As part of the bloc’s careful balancing act, the German head of the EU executive had to choose the lineup for her second term from nominees put forward by the other 26 member states.

That has meant treading a political tightrope between the demands of competing national leaders — and putting some noses out of joint.

The highest-profile casualty was France’s first-choice candidate Thierry Breton, who quit suddenly as internal market commissioner on Monday accusing von der Leyen of pushing Paris to ditch him.

Von der Leyen fell short in her efforts at gender balance, ending up with 40 percent women after pressuring member states for female nominees.

But women obtained the lion’s share of executive VP roles, with four of six posts.

Controversial Italian pick

The choice of who gets which job is an indication of where Brussels wants to steer the European Union — and the weight commanded by member states and political groupings after EU Parliament elections in June.

Cementing its status as parliament’s biggest group, Von der Leyen’s centre-right European People’s Party commands 15 of 27 commission posts — to the chagrin of left-wing lawmakers like France’s Manon Aubry who warned of a lurch “far to the right” in terms of policies too.

Among the powerful vice presidents is Italy’s Raffaele Fitto, handed a cohesion brief in a nod to gains made by far-right parties in the June elections.

Giving a top role to a member of Prime Minister Giorgia Meloni’s post-fascist Brothers of Italy party has raised hackles among centrist and leftist groups — while Meloni said it “confirms the newfound central role of our nation in the EU”.

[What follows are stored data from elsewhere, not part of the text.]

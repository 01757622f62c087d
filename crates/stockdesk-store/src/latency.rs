//! # Simulated Latency
//!
//! The stores emulate backend calls with an artificial delay drawn from a
//! fixed window. The delay is cosmetic: it affects timing, never
//! correctness, and it is injectable so test suites run with zero delay.
//!
//! ```text
//! ┌─────────────────────────────────────────────────────────────────────┐
//! │                   Latency Configuration                             │
//! │                                                                     │
//! │  Production profile          Test profile                           │
//! │  ──────────────────          ────────────                           │
//! │  load:  500..1000 ms         load:  0                               │
//! │  fetch: 300..600 ms          fetch: 0                               │
//! │                                                                     │
//! │  Latency::wait() samples a uniform point in the window and sleeps.  │
//! │  A zero window returns immediately without touching the timer.      │
//! └─────────────────────────────────────────────────────────────────────┘
//! ```

use std::time::Duration;

use rand::Rng;

// =============================================================================
// Latency Window
// =============================================================================

/// A half-open delay window `[min, max)`.
#[derive(Debug, Clone, Copy, PartialEq, Eq)]
pub struct Latency {
    min: Duration,
    max: Duration,
}

impl Latency {
    /// Creates a window. `max` below `min` is clamped up to `min`.
    pub fn new(min: Duration, max: Duration) -> Self {
        Latency {
            min,
            max: max.max(min),
        }
    }

    /// A fixed (jitter-free) delay.
    pub fn fixed(delay: Duration) -> Self {
        Latency::new(delay, delay)
    }

    /// No delay at all. Use this in tests.
    pub const fn none() -> Self {
        Latency {
            min: Duration::ZERO,
            max: Duration::ZERO,
        }
    }

    pub fn is_zero(&self) -> bool {
        self.max.is_zero()
    }

    /// Draws a delay uniformly from the window.
    fn sample(&self) -> Duration {
        if self.min == self.max {
            return self.min;
        }
        rand::thread_rng().gen_range(self.min..self.max)
    }

    /// Sleeps for a sampled delay. A zero window skips the timer entirely,
    /// so zero-latency tests never depend on the tokio clock.
    pub async fn wait(&self) {
        if self.is_zero() {
            return;
        }
        tokio::time::sleep(self.sample()).await;
    }
}

// =============================================================================
// Store Profile
// =============================================================================

/// Per-operation latency profile for [`crate::ProductStore`].
#[derive(Debug, Clone, Copy, PartialEq, Eq)]
pub struct StoreLatency {
    /// Applied by `load()` (bulk fetch).
    pub load: Latency,

    /// Applied by `get()` (single-record fetch).
    pub fetch: Latency,
}

impl StoreLatency {
    /// Zero-delay profile for deterministic tests.
    pub const fn none() -> Self {
        StoreLatency {
            load: Latency::none(),
            fetch: Latency::none(),
        }
    }
}

impl Default for StoreLatency {
    /// The windows the original interface shipped with: 500-1000 ms for the
    /// bulk load, 300-600 ms for a single fetch.
    fn default() -> Self {
        StoreLatency {
            load: Latency::new(Duration::from_millis(500), Duration::from_millis(1000)),
            fetch: Latency::new(Duration::from_millis(300), Duration::from_millis(600)),
        }
    }
}

// =============================================================================
// Unit Tests
// =============================================================================

#[cfg(test)]
mod tests {
    use super::*;

    #[test]
    fn test_sample_stays_in_window() {
        let latency = Latency::new(Duration::from_millis(300), Duration::from_millis(600));
        for _ in 0..100 {
            let d = latency.sample();
            assert!(d >= Duration::from_millis(300));
            assert!(d < Duration::from_millis(600));
        }
    }

    #[test]
    fn test_fixed_window_samples_itself() {
        let latency = Latency::fixed(Duration::from_millis(50));
        assert_eq!(latency.sample(), Duration::from_millis(50));
    }

    #[test]
    fn test_inverted_window_is_clamped() {
        let latency = Latency::new(Duration::from_millis(100), Duration::from_millis(10));
        assert_eq!(latency.sample(), Duration::from_millis(100));
    }

    #[tokio::test]
    async fn test_zero_latency_returns_immediately() {
        let start = std::time::Instant::now();
        Latency::none().wait().await;
        assert!(start.elapsed() < Duration::from_millis(50));
    }

    #[test]
    fn test_default_profile_windows() {
        let profile = StoreLatency::default();
        assert!(!profile.load.is_zero());
        assert!(!profile.fetch.is_zero());
        assert!(StoreLatency::none().load.is_zero());
    }
}
//! # UI State Store
//!
//! Transient interface state, independent of product data: sidebar
//! collapse, active menu, delete-confirmation modal, and the notification
//! banner.
//!
//! ## Notification Timing
//! ```text
//! ┌─────────────────────────────────────────────────────────────────────┐
//! │                 Notification Auto-Dismiss                           │
//! │                                                                     │
//! │  notify("saved") ──► banner visible ──► 3s timer ──► hidden         │
//! │                                                                     │
//! │  A notify() before the timer fires REPLACES message and level but   │
//! │  leaves the earlier timer running. Both timers eventually fire      │
//! │  hide; the later one is a no-op. Cosmetic race, no correctness      │
//! │  impact - kept exactly as the original behaves.                     │
//! └─────────────────────────────────────────────────────────────────────┘
//! ```
//!
//! Stores no product data and never calls into [`crate::ProductStore`].

use std::sync::{Arc, Mutex};
use std::time::Duration;

use serde::{Deserialize, Serialize};
use tracing::debug;

use stockdesk_core::{NotificationLevel, NOTIFICATION_DISMISS_MS};

// =============================================================================
// Notification
// =============================================================================

/// The single active notification banner.
#[derive(Debug, Clone, Default, PartialEq, Serialize, Deserialize)]
#[serde(rename_all = "camelCase")]
pub struct Notification {
    pub message: String,
    #[serde(rename = "type")]
    pub level: NotificationLevel,
    pub show: bool,
}

// =============================================================================
// State
// =============================================================================

#[derive(Debug)]
struct UiState {
    sidebar_collapsed: bool,
    active_menu: String,
    show_delete_modal: bool,
    delete_target: Option<String>,
    notification: Notification,
}

impl Default for UiState {
    fn default() -> Self {
        UiState {
            sidebar_collapsed: false,
            active_menu: "products".to_string(),
            show_delete_modal: false,
            delete_target: None,
            notification: Notification::default(),
        }
    }
}

/// The UI state store.
///
/// ## Thread Safety
/// Same shape as [`crate::ProductStore`]: `Arc<Mutex<_>>`, cloned handles
/// share one state. The dismiss timer runs as a spawned task holding a
/// clone, so `notify` must be called inside a tokio runtime.
#[derive(Debug, Clone)]
pub struct UiStore {
    state: Arc<Mutex<UiState>>,
    dismiss_after: Duration,
}

impl UiStore {
    pub fn new() -> Self {
        UiStore {
            state: Arc::new(Mutex::new(UiState::default())),
            dismiss_after: Duration::from_millis(NOTIFICATION_DISMISS_MS),
        }
    }

    /// Overrides the auto-dismiss delay. Tests use short virtual delays.
    pub fn with_dismiss_after(mut self, dismiss_after: Duration) -> Self {
        self.dismiss_after = dismiss_after;
        self
    }

    fn lock(&self) -> std::sync::MutexGuard<'_, UiState> {
        self.state.lock().expect("ui store mutex poisoned")
    }

    // =========================================================================
    // Sidebar
    // =========================================================================

    pub fn toggle_sidebar(&self) {
        let mut state = self.lock();
        state.sidebar_collapsed = !state.sidebar_collapsed;
    }

    pub fn open_sidebar(&self) {
        self.lock().sidebar_collapsed = false;
    }

    pub fn close_sidebar(&self) {
        self.lock().sidebar_collapsed = true;
    }

    pub fn is_sidebar_open(&self) -> bool {
        !self.lock().sidebar_collapsed
    }

    // =========================================================================
    // Menu
    // =========================================================================

    pub fn set_active_menu(&self, menu: impl Into<String>) {
        self.lock().active_menu = menu.into();
    }

    pub fn active_menu(&self) -> String {
        self.lock().active_menu.clone()
    }

    // =========================================================================
    // Delete Modal
    // =========================================================================

    /// Arms the delete confirmation for the given product id.
    pub fn open_delete_modal(&self, id: impl Into<String>) {
        let mut state = self.lock();
        state.delete_target = Some(id.into());
        state.show_delete_modal = true;
    }

    /// Dismisses the confirmation and forgets the target.
    pub fn hide_delete_modal(&self) {
        let mut state = self.lock();
        state.show_delete_modal = false;
        state.delete_target = None;
    }

    pub fn is_delete_modal_visible(&self) -> bool {
        self.lock().show_delete_modal
    }

    pub fn delete_target(&self) -> Option<String> {
        self.lock().delete_target.clone()
    }

    // =========================================================================
    // Notifications
    // =========================================================================

    /// Shows a notification and schedules its auto-dismiss.
    ///
    /// Replaces whatever banner is currently showing. Each call spawns its
    /// own hide timer; a superseded timer's hide is a no-op (see module
    /// docs for the deliberate race).
    pub fn notify(&self, message: impl Into<String>, level: NotificationLevel) {
        let message = message.into();
        debug!(level = ?level, message = %message, "show notification");
        self.lock().notification = Notification {
            message,
            level,
            show: true,
        };

        let store = self.clone();
        tokio::spawn(async move {
            tokio::time::sleep(store.dismiss_after).await;
            store.hide_notification();
        });
    }

    /// Hides the banner, keeping message and level for fade-out rendering.
    pub fn hide_notification(&self) {
        self.lock().notification.show = false;
    }

    pub fn notification(&self) -> Notification {
        self.lock().notification.clone()
    }

    pub fn is_notification_visible(&self) -> bool {
        self.lock().notification.show
    }

    pub fn notify_success(&self, message: impl Into<String>) {
        self.notify(message, NotificationLevel::Success);
    }

    pub fn notify_error(&self, message: impl Into<String>) {
        self.notify(message, NotificationLevel::Error);
    }

    pub fn notify_warning(&self, message: impl Into<String>) {
        self.notify(message, NotificationLevel::Warning);
    }

    pub fn notify_info(&self, message: impl Into<String>) {
        self.notify(message, NotificationLevel::Info);
    }
}

impl Default for UiStore {
    fn default() -> Self {
        UiStore::new()
    }
}

// =============================================================================
// Unit Tests
// =============================================================================

#[cfg(test)]
mod tests {
    use super::*;

    #[test]
    fn test_sidebar_flags() {
        let ui = UiStore::new();
        assert!(ui.is_sidebar_open());

        ui.toggle_sidebar();
        assert!(!ui.is_sidebar_open());
        ui.toggle_sidebar();
        assert!(ui.is_sidebar_open());

        ui.close_sidebar();
        assert!(!ui.is_sidebar_open());
        ui.open_sidebar();
        assert!(ui.is_sidebar_open());
    }

    #[test]
    fn test_active_menu_defaults_to_products() {
        let ui = UiStore::new();
        assert_eq!(ui.active_menu(), "products");

        ui.set_active_menu("dashboard");
        assert_eq!(ui.active_menu(), "dashboard");
    }

    #[test]
    fn test_delete_modal_holds_target_until_hidden() {
        let ui = UiStore::new();
        assert!(!ui.is_delete_modal_visible());

        ui.open_delete_modal("12");
        assert!(ui.is_delete_modal_visible());
        assert_eq!(ui.delete_target(), Some("12".to_string()));

        ui.hide_delete_modal();
        assert!(!ui.is_delete_modal_visible());
        assert_eq!(ui.delete_target(), None);
    }

    #[tokio::test(start_paused = true)]
    async fn test_notification_auto_dismisses_after_delay() {
        let ui = UiStore::new();
        ui.notify_success("Product created");

        let shown = ui.notification();
        assert!(shown.show);
        assert_eq!(shown.message, "Product created");
        assert_eq!(shown.level, NotificationLevel::Success);

        tokio::time::sleep(Duration::from_millis(NOTIFICATION_DISMISS_MS + 100)).await;
        assert!(!ui.is_notification_visible());
        // Message survives the hide for fade-out rendering.
        assert_eq!(ui.notification().message, "Product created");
    }

    #[tokio::test(start_paused = true)]
    async fn test_replacement_inherits_the_earlier_timer() {
        let ui = UiStore::new();
        ui.notify_info("first");

        tokio::time::sleep(Duration::from_millis(1_500)).await;
        ui.notify_error("second");
        assert!(ui.is_notification_visible());

        // The first timer fires 3s after "first" and hides "second" early.
        tokio::time::sleep(Duration::from_millis(1_600)).await;
        let n = ui.notification();
        assert!(!n.show);
        assert_eq!(n.message, "second");
        assert_eq!(n.level, NotificationLevel::Error);
    }

    #[tokio::test(start_paused = true)]
    async fn test_custom_dismiss_delay() {
        let ui = UiStore::new().with_dismiss_after(Duration::from_millis(100));
        ui.notify_warning("short-lived");

        tokio::time::sleep(Duration::from_millis(150)).await;
        assert!(!ui.is_notification_visible());
    }

    #[tokio::test]
    async fn test_notification_serializes_like_the_frontend_expects() {
        let ui = UiStore::new();
        ui.notify_info("hello");

        let json = serde_json::to_value(ui.notification()).unwrap();
        assert_eq!(json["message"], "hello");
        assert_eq!(json["type"], "info");
        assert_eq!(json["show"], true);
    }
}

After Green party losses at the June ballot, whether climate would remain high on the agenda and which commissioners would steer green policy was a subject of scrutiny.

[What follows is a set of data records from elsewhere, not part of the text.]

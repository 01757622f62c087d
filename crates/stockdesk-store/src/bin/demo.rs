//! # Store Walkthrough
//!
//! Seeds the product store and exercises the full CRUD surface, logging
//! each step. Development aid for eyeballing store behavior without a
//! frontend attached.
//!
//! ## Usage
//! ```bash
//! cargo run -p stockdesk-store --bin demo
//!
//! # Verbose store logging
//! RUST_LOG=debug cargo run -p stockdesk-store --bin demo
//! ```

use tracing::info;
use tracing_subscriber::EnvFilter;

use stockdesk_core::format::format_currency;
use stockdesk_core::validation::validate_product_form;
use stockdesk_core::{NotificationLevel, ProductDraft, ProductPatch};
use stockdesk_store::{ProductStore, StoreLatency, UiStore};

#[tokio::main]
async fn main() {
    tracing_subscriber::fmt()
        .with_env_filter(EnvFilter::try_from_default_env().unwrap_or_else(|_| EnvFilter::new("info")))
        .init();

    let products = ProductStore::new(StoreLatency::default());
    let ui = UiStore::new();

    // Bulk load with the production latency window, same as app startup.
    products.load().await;
    info!(total = products.total(), "collection loaded");

    for p in products.low_stock() {
        info!(
            id = %p.id,
            name = %p.name,
            stock = p.stock,
            threshold = p.min_stock_or_default(),
            "low stock"
        );
    }

    let hardware = products.by_category("Hardware");
    info!(count = hardware.len(), "Hardware category view");

    // Create a product, the way the create form would.
    let draft = ProductDraft {
        name: "USB Microphone".to_string(),
        description: Some("Cardioid condenser microphone".to_string()),
        price: 950_000,
        stock: 12,
        min_stock: Some(5),
        category: "Accessories".to_string(),
        sku: "MIC-USB-CARD-001".to_string(),
    };
    if let Err(errors) = validate_product_form(&draft) {
        for (field, message) in errors.iter() {
            info!(field, message, "validation failure");
        }
        return;
    }
    let created = products.create(draft);
    ui.notify("Product created", NotificationLevel::Success);
    info!(id = %created.id, price = %format_currency(created.price), "created");

    // Select it, patch it, then delete it.
    products.get(&created.id).await;
    let updated = products
        .update(
            &created.id,
            ProductPatch {
                price: Some(900_000),
                ..Default::default()
            },
        )
        .expect("record was just created");
    info!(price = %format_currency(updated.price), "price updated");

    products.delete(&created.id).expect("record still present");
    assert!(products.selected().is_none());
    ui.notify("Product deleted", NotificationLevel::Info);
    info!(total = products.total(), "walkthrough complete");

    println!(
        "{}",
        serde_json::to_string_pretty(&products.low_stock()).expect("products serialize")
    );
}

As well as Ribera’s overarching role, the centre-right Dutchman Wopke Hoekstra will carry on in a position handling climate and the push to make the EU carbon neutral.

Among other eye-catching choices, Croatia’s Dubravka Suica obtained a new role overseeing the Mediterranean region, and the enlargement gig went to Slovenia’s Marta Kos — yet to be confirmed as her country’s candidate.

Other important figures going forward look set to be Slovakia’s Maros Sefcovic, handling trade, and Poland’s Piotr Serafin, who will steer negotiations over the bloc’s next budget.

All would-be commissioners still need to win approval from the European Parliament, with hearings to start in coming weeks.

Lawmakers could flex their muscles by rejecting some candidates — or at least dragging them over the coals, as expected with Italy’s Fitto.

Chief among those suspected for the chopping block are Hungary’s Oliver Varhelyi, nationalist Prime Minister Viktor Orban’s man in Brussels these past five years, who received a diminished portfolio covering health and animal welfare.

The stated target is to have a new commission in place by November 1st, but diplomats say that looks ambitious, with December 1 more likely.